L’estensione degli ammortizzatori sociali è illusoria. Non si precisa affatto quali categorie di lavoratori potenziali siano coinvolte, né la durata della copertura, o le risorse a disposizione. Non si tutelano le categorie più deboli ed oggi escluse anche dagli 80 euro, si escludono aree significative di lavoro parasubordinato ed autonomo. Il legame previsto tra durata degli ammortizzatori ed anzianità di servizio riproduce il dualismo che si vuole eliminare. Il modello welfare to work si presta a rischi prescrittivi di lavoro forzato, in cambio di sussidio e non di un rapporto di lavoro. Le stime per un sistema di protezione economica di mercato di tipo universalistico vanno dai 10 al 20 miliardi annuali.

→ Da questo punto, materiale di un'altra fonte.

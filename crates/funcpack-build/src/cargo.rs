//! Compiled-runtime packager for Cargo projects.
//!
//! The release binary is shipped as `bootstrap` on a custom runtime. It is
//! statically linked, so the production resolve has nothing to install.

use std::collections::BTreeMap;
use std::path::{Path, PathBuf};

use funcpack_core::{ArtifactMap, BuildSettings, CargoProject, RoutingManifest};

use crate::assemble::BundleInputs;
use crate::collect::{Area, AreaKind};
use crate::deps::{DependencyMode, install_error};
use crate::error::{PhaseError, SourceError};
use crate::invoke::BuildInvoker;
use crate::pipeline::{Collected, Packager};
use crate::routes;
use crate::runner::{CommandRunner, CommandSpec, SystemRunner};
use crate::workspace::WorkPaths;

pub const BOOTSTRAP: &str = "bootstrap";
pub const RUNTIME: &str = "provided.al2";
pub const ENTRY: &str = "index";

pub struct CargoPackager<R: CommandRunner = SystemRunner> {
    runner: R,
}

impl Default for CargoPackager<SystemRunner> {
    fn default() -> Self {
        Self::new()
    }
}

impl CargoPackager<SystemRunner> {
    pub fn new() -> Self {
        Self::with_runner(SystemRunner::new())
    }
}

impl<R: CommandRunner> CargoPackager<R> {
    pub fn with_runner(runner: R) -> Self {
        Self { runner }
    }

    pub fn runner(&self) -> &R {
        &self.runner
    }

    /// Routing manifest a build would emit; the same for every project.
    pub fn preview_routes(&self) -> RoutingManifest {
        routes::emit_catch_all(ENTRY)
    }
}

#[derive(Debug, Clone)]
pub struct CargoPlan {
    pub project: CargoProject,
    pub project_dir: PathBuf,
    pub target_dir: PathBuf,
    pub tool_env: BTreeMap<String, String>,
    pub env: BTreeMap<String, String>,
    pub include_files: Vec<String>,
}

impl CargoPlan {
    fn manifest_arg(&self) -> String {
        self.project.manifest_path.to_string_lossy().into_owned()
    }
}

impl<R: CommandRunner> Packager for CargoPackager<R> {
    type Plan = CargoPlan;

    fn variant(&self) -> &'static str {
        "cargo"
    }

    fn root_marker(&self) -> &str {
        "Cargo.toml"
    }

    fn plan(
        &self,
        project_dir: &Path,
        paths: &WorkPaths,
        settings: &BuildSettings,
    ) -> Result<CargoPlan, PhaseError> {
        let project = CargoProject::discover(project_dir).map_err(SourceError::from)?;
        let target_dir = paths.out().join("target");

        let tool_env = BTreeMap::from([
            (
                "CARGO_HOME".to_owned(),
                paths.cache().join("cargo").to_string_lossy().into_owned(),
            ),
            (
                "CARGO_TARGET_DIR".to_owned(),
                target_dir.to_string_lossy().into_owned(),
            ),
        ]);

        tracing::info!(
            package = %project.name,
            version = %project.version,
            binary = %project.default_binary,
            "planned cargo build"
        );

        Ok(CargoPlan {
            project,
            project_dir: project_dir.to_path_buf(),
            target_dir,
            tool_env,
            env: settings.env.clone(),
            include_files: settings.include_files.clone(),
        })
    }

    fn resolve(
        &self,
        plan: &CargoPlan,
        mode: DependencyMode,
        _paths: &WorkPaths,
    ) -> Result<(), PhaseError> {
        if mode == DependencyMode::Prod {
            tracing::debug!(package = %plan.project.name, "static binary; no production dependencies");
            return Ok(());
        }

        let spec = CommandSpec::new("cargo", &plan.project_dir)
            .args(["fetch", "--manifest-path"])
            .arg(plan.manifest_arg())
            .envs(&plan.tool_env);
        self.runner
            .run(&spec)
            .map_err(|e| install_error("cargo", e))?;
        Ok(())
    }

    fn build(&self, plan: &CargoPlan, _paths: &WorkPaths) -> Result<(), PhaseError> {
        let args = vec![
            "build".to_owned(),
            "--release".to_owned(),
            "--bin".to_owned(),
            plan.project.default_binary.clone(),
            "--manifest-path".to_owned(),
            plan.manifest_arg(),
        ];
        BuildInvoker::new(&self.runner).invoke("cargo", &args, &plan.project_dir, &plan.tool_env)?;
        Ok(())
    }

    fn areas(&self, plan: &CargoPlan, _paths: &WorkPaths) -> Vec<Area> {
        vec![Area::File {
            kind: AreaKind::Server,
            path: plan
                .target_dir
                .join("release")
                .join(binary_file_name(&plan.project.default_binary)),
            dest: BOOTSTRAP.to_owned(),
        }]
    }

    fn entry_points(&self, _plan: &CargoPlan) -> Vec<String> {
        vec![ENTRY.to_owned()]
    }

    fn bundle_inputs(&self, plan: &CargoPlan, collected: &Collected, entry: &str) -> BundleInputs {
        BundleInputs {
            entry: entry.to_owned(),
            handler: BOOTSTRAP.to_owned(),
            runtime: RUNTIME.to_owned(),
            env: plan.env.clone(),
            generated: Vec::new(),
            config_files: ArtifactMap::new(),
            server: collected.server.clone(),
            dependencies: collected.dependencies.clone(),
            include_globs: plan.include_files.clone(),
            include_root: plan.project_dir.clone(),
            required: vec![BOOTSTRAP.to_owned()],
        }
    }

    fn routes(&self, _plan: &CargoPlan) -> RoutingManifest {
        self.preview_routes()
    }
}

fn binary_file_name(name: &str) -> String {
    format!("{name}{}", std::env::consts::EXE_SUFFIX)
}
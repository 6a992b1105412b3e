use std::path::Path;

use funcpack_build::pipeline::project_root;
use funcpack_build::{CargoPackager, JsPackager};
use funcpack_core::{FuncpackConfig, Variant};

/// Print the routing manifest without building.
pub fn routes(dir: &Path) -> anyhow::Result<()> {
    let config = FuncpackConfig::load(dir)?;
    let manifest = match config.project.variant {
        Variant::Js => {
            let root = project_root(
                dir,
                config.project.entrypoint(),
                &config.framework.package_manifest,
            );
            JsPackager::new(config.framework).preview_routes(&root)?
        }
        Variant::Cargo => CargoPackager::new().preview_routes(),
    };
    println!("{}", manifest.to_json()?);
    Ok(())
}
//! Build-to-package pipeline for funcpack.
//!
//! # Pipeline
//!
//! ```text
//! funcpack build
//!   1. Provision    ── fresh work dir (src/, out/) + shared package cache
//!   2. Materialize  ── FileManifest → src/, read framework config
//!   3. Resolve dev  ── install into node_modules_dev, link node_modules
//!   4. Build        ── framework build tool, runtime pinned, .bin on PATH
//!   5. Resolve prod ── trim manifest, install into node_modules_prod, relink
//!   6. Collect      ── static / client / server / dependency areas (parallel)
//!   7. Assemble     ── launcher + bridge + config + artifacts per entry (parallel)
//!   8. Emit         ── static outputs, zipped functions, routing manifest
//! ```
//!
//! # Variants
//!
//! - [`JsPackager`]: JS framework projects (default profile targets Nuxt 2).
//!   The config module is read declaratively, never executed.
//! - [`CargoPackager`]: Cargo binaries shipped as `bootstrap` on a custom
//!   runtime.
//!
//! # Dependency sets
//!
//! Two sibling directories, `node_modules_dev` and `node_modules_prod`, are
//! installed next to the package manifest. `node_modules` is a link that is
//! removed and recreated on every swap, so exactly one set is reachable.

pub mod archive;
pub mod assemble;
pub mod cargo;
pub mod collect;
pub mod deps;
pub mod eject;
pub mod error;
pub mod invoke;
pub mod js;
pub mod jsconfig;
pub mod launcher;
pub mod materialize;
pub mod pipeline;
pub mod routes;
pub mod runner;
pub mod runtime;
pub mod workspace;

pub use archive::{ArchiveWriter, ZipArchiveWriter};
pub use cargo::CargoPackager;
pub use error::{
    BuildToolError, DependencyError, PackagingError, Phase, PhaseError, PipelineError,
    SourceError, VersionError,
};
pub use js::JsPackager;
pub use pipeline::{BuildOutput, BuildRequest, Packager, Pipeline, PipelineState};
pub use runner::{CommandRunner, CommandSpec, RunError, SystemRunner};
pub use workspace::{Provisioner, WorkPaths};
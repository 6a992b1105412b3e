mod build;
mod deploy;
mod eject;
mod routes;

pub use build::build;
pub use deploy::deploy;
pub use eject::eject;
pub use routes::routes;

Il gap tra le risorse a disposizione e quelle necessarie appare abissale e tale da non garantire affatto una protezione di reddito al lavoratore che è privato del lavoro. Ciò si dovrebbe raccordare con le politiche attive del lavoro, campo in cui l’Italia impegna risorse economiche ed umane esigue rispetto alla media europea. La migrazione della protezione di un lavoratore da tutele sul posto di lavoro verso tutele di mercato rischia di essere davvero altamente illusoria per molti potenziali beneficiari.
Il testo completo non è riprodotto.